::: SOURCE RECORDS :::

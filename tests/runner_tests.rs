//! Integration tests for bounded command execution.

use std::time::{Duration, Instant};

use rust_snapshot::error::CollectError;
use rust_snapshot::runner;

fn argv(args: &[&str]) -> Vec<String> {
    args.iter().map(|s| s.to_string()).collect()
}

#[tokio::test]
async fn test_large_output_is_drained() {
    let output = runner::run(
        &argv(&["sh", "-c", "head -c 1048576 /dev/zero"]),
        Duration::from_secs(10),
    )
    .await
    .unwrap();
    assert_eq!(output.len(), 1024 * 1024);
}

#[tokio::test]
async fn test_absolute_path_command() {
    let output = runner::run(&argv(&["/bin/sh", "-c", "echo direct"]), Duration::from_secs(5))
        .await
        .unwrap();
    assert_eq!(output, b"direct\n");
}

#[cfg(target_os = "linux")]
#[tokio::test]
async fn test_timed_out_process_is_gone() {
    let temp_dir = tempfile::TempDir::new().unwrap();
    let pidfile = temp_dir.path().join("pid");
    let script = format!("echo $$ > {}; exec sleep 30", pidfile.display());

    let start = Instant::now();
    let result = runner::run(&argv(&["sh", "-c", &script]), Duration::from_millis(500)).await;
    assert!(matches!(result, Err(CollectError::Timeout { .. })));
    assert!(start.elapsed() < Duration::from_secs(10));

    let pid = std::fs::read_to_string(&pidfile).unwrap();
    let proc_path = format!("/proc/{}", pid.trim());
    assert!(
        !std::path::Path::new(&proc_path).exists(),
        "process {} is still around after timeout",
        pid.trim()
    );
}

#[tokio::test]
async fn test_many_commands_in_parallel() {
    let runs = (0..16).map(|i| {
        let args = argv(&["echo", &i.to_string()]);
        async move { runner::run(&args, Duration::from_secs(10)).await }
    });

    let results = futures::future::join_all(runs).await;
    for (i, result) in results.into_iter().enumerate() {
        assert_eq!(result.unwrap(), format!("{}\n", i).into_bytes());
    }
}
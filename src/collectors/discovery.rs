//! Runtime discovery of collectibles.
//!
//! Each producer is queried exactly once. A producer that fails is recorded
//! and contributes nothing; the other categories are unaffected.

use std::path::PathBuf;
use std::time::Duration;

use log::{info, warn};

use crate::collectors::collectible::Collectible;
use crate::collectors::container::{container_logs, ContainerMetadata, ContainerSource, DockerConfigDir};
use crate::collectors::failure_tracker::FailureTracker;
use crate::collectors::journal::{collectable_services, ServiceLogExcerpt, SystemctlUnitLister, UnitLister};
use crate::collectors::pod::{pod_logs, PodMetadata, PodRuntime, RktPodRuntime};
use crate::security::redactor::Redactor;

/// The discovery producers of a run. A `None` producer is not queried.
#[derive(Default)]
pub struct Producers {
    pub units: Option<Box<dyn UnitLister>>,
    pub containers: Option<Box<dyn ContainerSource>>,
    pub pods: Option<Box<dyn PodRuntime>>,
}

impl Producers {
    /// No discovery at all; only configured files and commands are collected.
    pub fn none() -> Self {
        Self::default()
    }

    /// The producers that talk to the local host.
    pub fn host(timeout: Duration, docker_root: Option<PathBuf>) -> Self {
        Self {
            units: Some(Box::new(SystemctlUnitLister::new(timeout))),
            containers: Some(Box::new(
                docker_root.map(DockerConfigDir::new).unwrap_or_default(),
            )),
            pods: Some(Box::new(RktPodRuntime::new())),
        }
    }

    pub fn with_units(mut self, units: Option<Box<dyn UnitLister>>) -> Self {
        self.units = units;
        self
    }

    pub fn with_containers(mut self, containers: Option<Box<dyn ContainerSource>>) -> Self {
        self.containers = containers;
        self
    }

    pub fn with_pods(mut self, pods: Option<Box<dyn PodRuntime>>) -> Self {
        self.pods = pods;
        self
    }
}

/// How discovered items are built.
#[derive(Debug, Clone, Copy)]
pub struct DiscoveryOptions {
    pub redactor: Redactor,
    /// Deadline for every command a discovered item runs.
    pub timeout: Duration,
}

/// Query every producer and build the discovered collectibles, in the order
/// journals, containers, pods.
pub async fn discover(
    producers: &Producers,
    options: &DiscoveryOptions,
    tracker: &mut FailureTracker,
) -> Vec<Box<dyn Collectible>> {
    let mut items: Vec<Box<dyn Collectible>> = Vec::new();

    if let Some(units) = &producers.units {
        match units.list_units().await {
            Ok(units) => {
                let services = collectable_services(&units);
                info!("Found {} services with journals", services.len());
                items.extend(services.into_iter().map(|unit| {
                    Box::new(ServiceLogExcerpt::new(unit, options.timeout)) as Box<dyn Collectible>
                }));
            }
            Err(e) => {
                warn!("Skipping service logs: {}", e);
                tracker.record("service logs", &e);
            }
        }
    }

    if let Some(containers) = &producers.containers {
        match containers.list_containers().await {
            Ok(containers) => {
                info!("Found {} containers", containers.len());
                let ids: Vec<String> = containers.iter().map(|c| c.id.clone()).collect();
                items.extend(containers.into_iter().map(|container| {
                    Box::new(ContainerMetadata::new(container, options.redactor)) as Box<dyn Collectible>
                }));
                if options.redactor.is_danger() {
                    items.extend(ids.iter().map(|id| {
                        Box::new(container_logs(id, options.timeout)) as Box<dyn Collectible>
                    }));
                }
            }
            Err(e) => {
                warn!("Skipping container metadata: {}", e);
                tracker.record("containers", &e);
            }
        }
    }

    if let Some(pods) = &producers.pods {
        match pods.list_pods().await {
            Ok(pods) => {
                info!("Found {} pods", pods.len());
                let running: Vec<String> = pods
                    .iter()
                    .filter(|p| p.is_running())
                    .map(|p| p.id.clone())
                    .collect();
                items.extend(
                    pods.into_iter()
                        .map(|pod| Box::new(PodMetadata::new(pod)) as Box<dyn Collectible>),
                );
                if options.redactor.is_danger() {
                    items.extend(running.iter().map(|id| {
                        Box::new(pod_logs(id, options.timeout)) as Box<dyn Collectible>
                    }));
                }
            }
            Err(e) => {
                warn!("Skipping pod metadata: {}", e);
                tracker.record("pods", &e);
            }
        }
    }

    items
}
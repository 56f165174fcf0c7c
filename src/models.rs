use std::time::{SystemTime, UNIX_EPOCH};

use serde::{Deserialize, Serialize};

use crate::constants::DEFAULT_ENTRY_MODE;

/// Archive metadata for one regular entry.
///
/// `size` is always the length of the buffered content, never a size reported
/// by the filesystem.
#[derive(Serialize, Deserialize, Debug, Clone, PartialEq, Eq)]
pub struct EntryHeader {
    pub path: String,
    pub size: u64,
    pub mode: u32,
    pub mtime: u64,
}

impl EntryHeader {
    /// Header for generated content: default mode, modified now.
    pub fn new(path: &str, size: u64) -> Self {
        Self {
            path: path.to_string(),
            size,
            mode: DEFAULT_ENTRY_MODE,
            mtime: unix_now(),
        }
    }
}

/// Seconds since the epoch, clamped to zero for clocks set before 1970.
pub fn unix_now() -> u64 {
    SystemTime::now()
        .duration_since(UNIX_EPOCH)
        .map(|d| d.as_secs())
        .unwrap_or(0)
}
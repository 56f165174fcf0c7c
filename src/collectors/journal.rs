//! Service log excerpts from the systemd journal.
//!
//! Services are discovered through a [`UnitLister`]; only units whose fragment
//! lives in the distribution's unit directory are collected, which keeps
//! transient and generated units out of the archive.

use std::time::Duration;

use bytes::Bytes;
use lazy_static::lazy_static;
use log::info;
use regex::Regex;

use crate::collectors::collectible::{Collectible, MemoizedContent};
use crate::constants::{JOURNAL_DAYS, LOGS_DIR, SERVICE_FRAGMENT_PATTERN};
use crate::error::CollectError;
use crate::runner;

lazy_static! {
    static ref SERVICE_FRAGMENT: Regex =
        Regex::new(SERVICE_FRAGMENT_PATTERN).expect("service fragment pattern is valid");
}

/// A loaded unit and the path of the file that defines it.
#[derive(Debug, Clone, PartialEq, Eq)]
pub struct UnitStatus {
    pub name: String,
    pub fragment_path: String,
}

/// Source of the units known to the init system.
#[cfg_attr(test, mockall::automock)]
#[async_trait::async_trait]
pub trait UnitLister: Send + Sync {
    async fn list_units(&self) -> Result<Vec<UnitStatus>, CollectError>;
}

/// Lists units by asking `systemctl`.
pub struct SystemctlUnitLister {
    timeout: Duration,
}

impl SystemctlUnitLister {
    pub fn new(timeout: Duration) -> Self {
        Self { timeout }
    }

    async fn systemctl(&self, args: &[&str]) -> Result<String, CollectError> {
        let mut argv = vec!["systemctl".to_string()];
        argv.extend(args.iter().map(|a| a.to_string()));

        let output = runner::run(&argv, self.timeout)
            .await
            .map_err(|e| CollectError::ProducerUnavailable {
                producer: "systemd",
                reason: e.to_string(),
            })?;
        Ok(String::from_utf8_lossy(&output).into_owned())
    }
}

#[async_trait::async_trait]
impl UnitLister for SystemctlUnitLister {
    async fn list_units(&self) -> Result<Vec<UnitStatus>, CollectError> {
        let listing = self
            .systemctl(&["list-units", "--all", "--type=service", "--no-legend", "--no-pager", "--plain"])
            .await?;
        let names = parse_unit_names(&listing);
        if names.is_empty() {
            return Ok(Vec::new());
        }

        let mut args = vec!["show", "--property=Id", "--property=FragmentPath"];
        args.extend(names.iter().map(String::as_str));
        let properties = self.systemctl(&args).await?;

        Ok(parse_unit_properties(&properties))
    }
}

/// Extract unit names from `systemctl list-units --plain --no-legend` output.
pub fn parse_unit_names(listing: &str) -> Vec<String> {
    listing
        .lines()
        .filter_map(|line| {
            line.split_whitespace()
                .find(|token| *token != "●" && *token != "*")
                .map(str::to_string)
        })
        .collect()
}

/// Parse the blank-line separated `Key=Value` blocks of `systemctl show`.
pub fn parse_unit_properties(output: &str) -> Vec<UnitStatus> {
    output
        .split("\n\n")
        .filter_map(|block| {
            let mut name = None;
            let mut fragment_path = String::new();
            for line in block.lines() {
                if let Some(id) = line.strip_prefix("Id=") {
                    name = Some(id.trim().to_string());
                } else if let Some(path) = line.strip_prefix("FragmentPath=") {
                    fragment_path = path.trim().to_string();
                }
            }
            name.filter(|n| !n.is_empty())
                .map(|name| UnitStatus { name, fragment_path })
        })
        .collect()
}

/// Names of the services whose journals should be collected, in listing order.
pub fn collectable_services(units: &[UnitStatus]) -> Vec<String> {
    units
        .iter()
        .filter(|u| SERVICE_FRAGMENT.is_match(&u.fragment_path))
        .map(|u| u.name.clone())
        .collect()
}

/// The last [`JOURNAL_DAYS`] days of one service's journal.
pub struct ServiceLogExcerpt {
    unit: String,
    output: String,
    timeout: Duration,
    content: MemoizedContent,
}

impl ServiceLogExcerpt {
    pub fn new(unit: impl Into<String>, timeout: Duration) -> Self {
        let unit = unit.into();
        Self {
            output: format!("{}{}.log", LOGS_DIR, unit),
            unit,
            timeout,
            content: MemoizedContent::new(),
        }
    }

    pub fn unit(&self) -> &str {
        &self.unit
    }

    pub fn journalctl_args(&self) -> Vec<String> {
        vec![
            "journalctl".to_string(),
            "--since".to_string(),
            format!("-{}d", JOURNAL_DAYS),
            "-l".to_string(),
            "--utc".to_string(),
            "--no-pager".to_string(),
            "-u".to_string(),
            self.unit.clone(),
        ]
    }

    async fn query(&self) -> Result<Vec<u8>, CollectError> {
        info!("Collecting {} days of logs from {:?}", JOURNAL_DAYS, self.unit);
        runner::run(&self.journalctl_args(), self.timeout).await
    }
}

#[async_trait::async_trait]
impl Collectible for ServiceLogExcerpt {
    fn name(&self) -> &str {
        &self.output
    }

    async fn content(&self) -> Result<Bytes, CollectError> {
        self.content.get_or_try_init(self.query()).await
    }
}

#[cfg(test)]
mod tests {
    use super::*;

    fn unit(name: &str, fragment_path: &str) -> UnitStatus {
        UnitStatus {
            name: name.to_string(),
            fragment_path: fragment_path.to_string(),
        }
    }

    #[test]
    fn test_journal_name() {
        let jnl = ServiceLogExcerpt::new("testd", Duration::from_secs(1));
        assert_eq!(jnl.name(), "/logs/testd.log");
        assert_eq!(jnl.unit(), "testd");
        assert!(jnl.link().is_none());
    }

    #[test]
    fn test_journalctl_args() {
        let jnl = ServiceLogExcerpt::new("sshd.service", Duration::from_secs(1));
        assert_eq!(
            jnl.journalctl_args(),
            vec!["journalctl", "--since", "-7d", "-l", "--utc", "--no-pager", "-u", "sshd.service"]
        );
    }

    #[test]
    fn test_collectable_services() {
        let units = vec![
            unit("testd.service", "/usr/lib64/systemd/system/testd.service"),
            unit("examd.service", "/usr/lib/systemd/system/examd.service"),
            unit("umount.target", "/usr/lib/systemd/system/umount.target"),
            unit("local.service", "/etc/systemd/system/local.service"),
            unit("transient.service", ""),
        ];

        assert_eq!(collectable_services(&units), vec!["testd.service", "examd.service"]);
    }

    #[test]
    fn test_parse_unit_names() {
        let listing = "\
sshd.service       loaded active   running OpenSSH server daemon
● broken.service   loaded failed   failed  Broken unit
docker.service     loaded inactive dead    Docker Application Container Engine
";
        assert_eq!(
            parse_unit_names(listing),
            vec!["sshd.service", "broken.service", "docker.service"]
        );
        assert!(parse_unit_names("").is_empty());
    }

    #[test]
    fn test_parse_unit_properties() {
        let output = "\
Id=sshd.service
FragmentPath=/usr/lib/systemd/system/sshd.service

Id=run-user.service
FragmentPath=

FragmentPath=/orphan
";
        let units = parse_unit_properties(output);
        assert_eq!(units.len(), 2);
        assert_eq!(units[0], unit("sshd.service", "/usr/lib/systemd/system/sshd.service"));
        assert_eq!(units[1], unit("run-user.service", ""));
    }

    #[tokio::test]
    async fn test_mock_lister_feeds_service_filter() {
        let mut lister = MockUnitLister::new();
        lister.expect_list_units().times(1).returning(|| {
            Ok(vec![
                unit("testd.service", "/usr/lib64/systemd/system/testd.service"),
                unit("notaservice", "/usr/lib/systemd/system/umount.target"),
            ])
        });

        let units = lister.list_units().await.unwrap();
        assert_eq!(collectable_services(&units), vec!["testd.service"]);
    }
}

:::

■ PROBLEM
If a line in the entries above contains the word "PartialEq", copy it.

■ OUTPUT BELOW
#[derive(Serialize, Deserialize, Debug, Clone, PartialEq, Eq)]
#[derive(Debug, Clone, PartialEq, Eq)]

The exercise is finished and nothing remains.